[Records from a data source]

◇ ◇ ◇ ◇ ◇

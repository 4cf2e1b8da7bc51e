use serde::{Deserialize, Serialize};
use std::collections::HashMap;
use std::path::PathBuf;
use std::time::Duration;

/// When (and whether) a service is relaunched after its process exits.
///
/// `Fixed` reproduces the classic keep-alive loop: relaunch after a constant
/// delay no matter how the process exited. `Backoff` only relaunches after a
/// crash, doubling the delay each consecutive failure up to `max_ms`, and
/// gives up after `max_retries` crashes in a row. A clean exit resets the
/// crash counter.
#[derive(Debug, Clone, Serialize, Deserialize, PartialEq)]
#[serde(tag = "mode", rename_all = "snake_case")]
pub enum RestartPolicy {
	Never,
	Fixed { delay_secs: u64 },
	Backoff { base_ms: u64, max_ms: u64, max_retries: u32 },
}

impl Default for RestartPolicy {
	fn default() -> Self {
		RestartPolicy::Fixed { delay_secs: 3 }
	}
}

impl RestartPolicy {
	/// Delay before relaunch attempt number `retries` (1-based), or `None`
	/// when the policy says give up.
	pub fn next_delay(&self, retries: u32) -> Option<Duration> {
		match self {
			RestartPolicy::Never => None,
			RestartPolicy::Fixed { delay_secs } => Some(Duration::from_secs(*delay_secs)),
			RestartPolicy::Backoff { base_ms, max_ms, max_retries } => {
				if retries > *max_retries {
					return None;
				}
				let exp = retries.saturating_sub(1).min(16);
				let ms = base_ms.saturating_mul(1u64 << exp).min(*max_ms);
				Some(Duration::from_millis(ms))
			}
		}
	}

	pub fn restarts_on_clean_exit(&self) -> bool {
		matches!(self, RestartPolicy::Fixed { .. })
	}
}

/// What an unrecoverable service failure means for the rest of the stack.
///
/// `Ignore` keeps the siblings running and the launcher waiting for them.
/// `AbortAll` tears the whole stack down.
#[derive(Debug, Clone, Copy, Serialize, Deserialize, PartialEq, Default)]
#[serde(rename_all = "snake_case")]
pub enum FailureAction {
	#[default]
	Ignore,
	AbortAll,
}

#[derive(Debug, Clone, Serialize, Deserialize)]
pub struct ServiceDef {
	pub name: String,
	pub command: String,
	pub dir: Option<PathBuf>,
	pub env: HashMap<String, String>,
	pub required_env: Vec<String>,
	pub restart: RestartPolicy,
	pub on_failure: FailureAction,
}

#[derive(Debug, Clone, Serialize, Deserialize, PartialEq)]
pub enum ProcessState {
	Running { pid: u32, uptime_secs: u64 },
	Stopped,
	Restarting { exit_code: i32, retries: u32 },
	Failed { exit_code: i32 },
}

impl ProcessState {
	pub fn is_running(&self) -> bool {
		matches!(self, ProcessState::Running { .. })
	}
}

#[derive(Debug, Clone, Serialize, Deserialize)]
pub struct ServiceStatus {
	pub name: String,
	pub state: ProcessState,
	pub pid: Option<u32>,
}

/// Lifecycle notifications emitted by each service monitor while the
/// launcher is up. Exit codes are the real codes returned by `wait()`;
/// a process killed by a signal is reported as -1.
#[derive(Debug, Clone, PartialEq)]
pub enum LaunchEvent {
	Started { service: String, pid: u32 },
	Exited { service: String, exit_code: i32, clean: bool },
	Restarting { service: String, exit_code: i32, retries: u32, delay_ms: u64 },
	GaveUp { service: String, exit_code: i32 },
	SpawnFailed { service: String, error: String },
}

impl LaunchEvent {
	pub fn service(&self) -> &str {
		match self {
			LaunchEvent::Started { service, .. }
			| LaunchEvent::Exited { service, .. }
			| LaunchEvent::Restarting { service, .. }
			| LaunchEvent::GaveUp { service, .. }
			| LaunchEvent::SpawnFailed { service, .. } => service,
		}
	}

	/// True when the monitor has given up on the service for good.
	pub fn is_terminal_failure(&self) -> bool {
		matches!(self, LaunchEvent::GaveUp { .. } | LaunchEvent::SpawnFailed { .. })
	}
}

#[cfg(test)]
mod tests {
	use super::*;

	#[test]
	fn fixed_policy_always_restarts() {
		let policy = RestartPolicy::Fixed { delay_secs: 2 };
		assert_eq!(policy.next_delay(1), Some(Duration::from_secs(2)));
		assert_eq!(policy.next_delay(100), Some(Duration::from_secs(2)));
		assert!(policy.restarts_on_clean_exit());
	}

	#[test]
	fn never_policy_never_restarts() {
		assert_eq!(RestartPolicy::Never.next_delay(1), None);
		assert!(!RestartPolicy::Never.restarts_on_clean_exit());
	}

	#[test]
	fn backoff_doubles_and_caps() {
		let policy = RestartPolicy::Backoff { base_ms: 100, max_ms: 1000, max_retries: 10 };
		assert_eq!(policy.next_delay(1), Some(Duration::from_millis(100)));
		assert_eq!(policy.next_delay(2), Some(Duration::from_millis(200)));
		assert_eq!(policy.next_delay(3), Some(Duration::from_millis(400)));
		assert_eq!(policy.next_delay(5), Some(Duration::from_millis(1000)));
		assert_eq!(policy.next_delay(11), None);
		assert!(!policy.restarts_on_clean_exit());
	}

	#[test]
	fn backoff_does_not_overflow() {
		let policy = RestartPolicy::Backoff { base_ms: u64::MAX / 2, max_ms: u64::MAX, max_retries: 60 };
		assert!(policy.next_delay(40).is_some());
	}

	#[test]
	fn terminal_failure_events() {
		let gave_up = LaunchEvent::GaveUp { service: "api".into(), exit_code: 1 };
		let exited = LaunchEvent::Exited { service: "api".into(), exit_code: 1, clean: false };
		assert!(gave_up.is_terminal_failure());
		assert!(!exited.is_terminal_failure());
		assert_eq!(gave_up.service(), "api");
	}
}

◇ ◇ ◇ ◇ ◇

[EXERCISE INSTRUCTIONS] Copy the records above exactly as written.

[EXERCISE OUTPUT]
repository 4cf2e1b8da7bc51e
use serde::{Deserialize, Serialize};
use std::collections::HashMap;
use std::path::PathBuf;
use std::time::Duration;

/// When (and whether) a service is relaunched after its process exits.
///
/// `Fixed` reproduces the classic keep-alive loop: relaunch after a constant
/// delay no matter how the process exited. `Backoff` only relaunches after a
/// crash, doubling the delay each consecutive failure up to `max_ms`, and
/// gives up after `max_retries` crashes in a row. A clean exit resets the
/// crash counter.
#[derive(Debug, Clone, Serialize, Deserialize, PartialEq)]
#[serde(tag = "mode", rename_all = "snake_case")]
pub enum RestartPolicy {
	Never,
	Fixed { delay_secs: u64 },
	Backoff { base_ms: u64, max_ms: u64, max_retries: u32 },
}

impl Default for RestartPolicy {
	fn default() -> Self {
		RestartPolicy::Fixed { delay_secs: 3 }
	}
}

impl RestartPolicy {
	/// Delay before relaunch attempt number `retries` (1-based), or `None`
	/// when the policy says give up.
	pub fn next_delay(&self, retries: u32) -> Option<Duration> {
		match self {
			RestartPolicy::Never => None,
			RestartPolicy::Fixed { delay_secs } => Some(Duration::from_secs(*delay_secs)),
			RestartPolicy::Backoff { base_ms, max_ms, max_retries } => {
				if retries > *max_retries {
					return None;
				}
				let exp = retries.saturating_sub(1).min(16);
				let ms = base_ms.saturating_mul(1u64 << exp).min(*max_ms);
				Some(Duration::from_millis(ms))
			}
		}
	}

	pub fn restarts_on_clean_exit(&self) -> bool {
		matches!(self, RestartPolicy::Fixed { .. })
	}
}

/// What an unrecoverable service failure means for the rest of the stack.
///
/// `Ignore` keeps the siblings running and the launcher waiting for them.
/// `AbortAll` tears the whole stack down.
#[derive(Debug, Clone, Copy, Serialize, Deserialize, PartialEq, Default)]
#[serde(rename_all = "snake_case")]
pub enum FailureAction {
	#[default]
	Ignore,
	AbortAll,
}

#[derive(Debug, Clone, Serialize, Deserialize)]
pub struct ServiceDef {
	pub name: String,
	pub command: String,
	pub dir: Option<PathBuf>,
	pub env: HashMap<String, String>,
	pub required_env: Vec<String>,
	pub restart: RestartPolicy,
	pub on_failure: FailureAction,
}

#[derive(Debug, Clone, Serialize, Deserialize, PartialEq)]
pub enum ProcessState {
	Running { pid: u32, uptime_secs: u64 },
	Stopped,
	Restarting { exit_code: i32, retries: u32 },
	Failed { exit_code: i32 },
}

impl ProcessState {
	pub fn is_running(&self) -> bool {
		matches!(self, ProcessState::Running { .. })
	}
}

#[derive(Debug, Clone, Serialize, Deserialize)]
pub struct ServiceStatus {
	pub name: String,
	pub state: ProcessState,
	pub pid: Option<u32>,
}

/// Lifecycle notifications emitted by each service monitor while the
/// launcher is up. Exit codes are the real codes returned by `wait()`;
/// a process killed by a signal is reported as -1.
#[derive(Debug, Clone, PartialEq)]
pub enum LaunchEvent {
	Started { service: String, pid: u32 },
	Exited { service: String, exit_code: i32, clean: bool },
	Restarting { service: String, exit_code: i32, retries: u32, delay_ms: u64 },
	GaveUp { service: String, exit_code: i32 },
	SpawnFailed { service: String, error: String },
}

impl LaunchEvent {
	pub fn service(&self) -> &str {
		match self {
			LaunchEvent::Started { service, .. }
			| LaunchEvent::Exited { service, .. }
			| LaunchEvent::Restarting { service, .. }
			| LaunchEvent::GaveUp { service, .. }
			| LaunchEvent::SpawnFailed { service, .. } => service,
		}
	}

	/// True when the monitor has given up on the service for good.
	pub fn is_terminal_failure(&self) -> bool {
		matches!(self, LaunchEvent::GaveUp { .. } | LaunchEvent::SpawnFailed { .. })
	}
}

#[cfg(test)]
mod tests {
	use super::*;

	#[test]
	fn fixed_policy_always_restarts() {
		let policy = RestartPolicy::Fixed { delay_secs: 2 };
		assert_eq!(policy.next_delay(1), Some(Duration::from_secs(2)));
		assert_eq!(policy.next_delay(100), Some(Duration::from_secs(2)));
		assert!(policy.restarts_on_clean_exit());
	}

	#[test]
	fn never_policy_never_restarts() {
		assert_eq!(RestartPolicy::Never.next_delay(1), None);
		assert!(!RestartPolicy::Never.restarts_on_clean_exit());
	}

	#[test]
	fn backoff_doubles_and_caps() {
		let policy = RestartPolicy::Backoff { base_ms: 100, max_ms: 1000, max_retries: 10 };
		assert_eq!(policy.next_delay(1), Some(Duration::from_millis(100)));
		assert_eq!(policy.next_delay(2), Some(Duration::from_millis(200)));
		assert_eq!(policy.next_delay(3), Some(Duration::from_millis(400)));
		assert_eq!(policy.next_delay(5), Some(Duration::from_millis(1000)));
		assert_eq!(policy.next_delay(11), None);
		assert!(!policy.restarts_on_clean_exit());
	}

	#[test]
	fn backoff_does_not_overflow() {
		let policy = RestartPolicy::Backoff { base_ms: u64::MAX / 2, max_ms: u64::MAX, max_retries: 60 };
		assert!(policy.next_delay(40).is_some());
	}

	#[test]
	fn terminal_failure_events() {
		let gave_up = LaunchEvent::GaveUp { service: "api".into(), exit_code: 1 };
		let exited = LaunchEvent::Exited { service: "api".into(), exit_code: 1, clean: false };
		assert!(gave_up.is_terminal_failure());
		assert!(!exited.is_terminal_failure());
		assert_eq!(gave_up.service(), "api");
	}
}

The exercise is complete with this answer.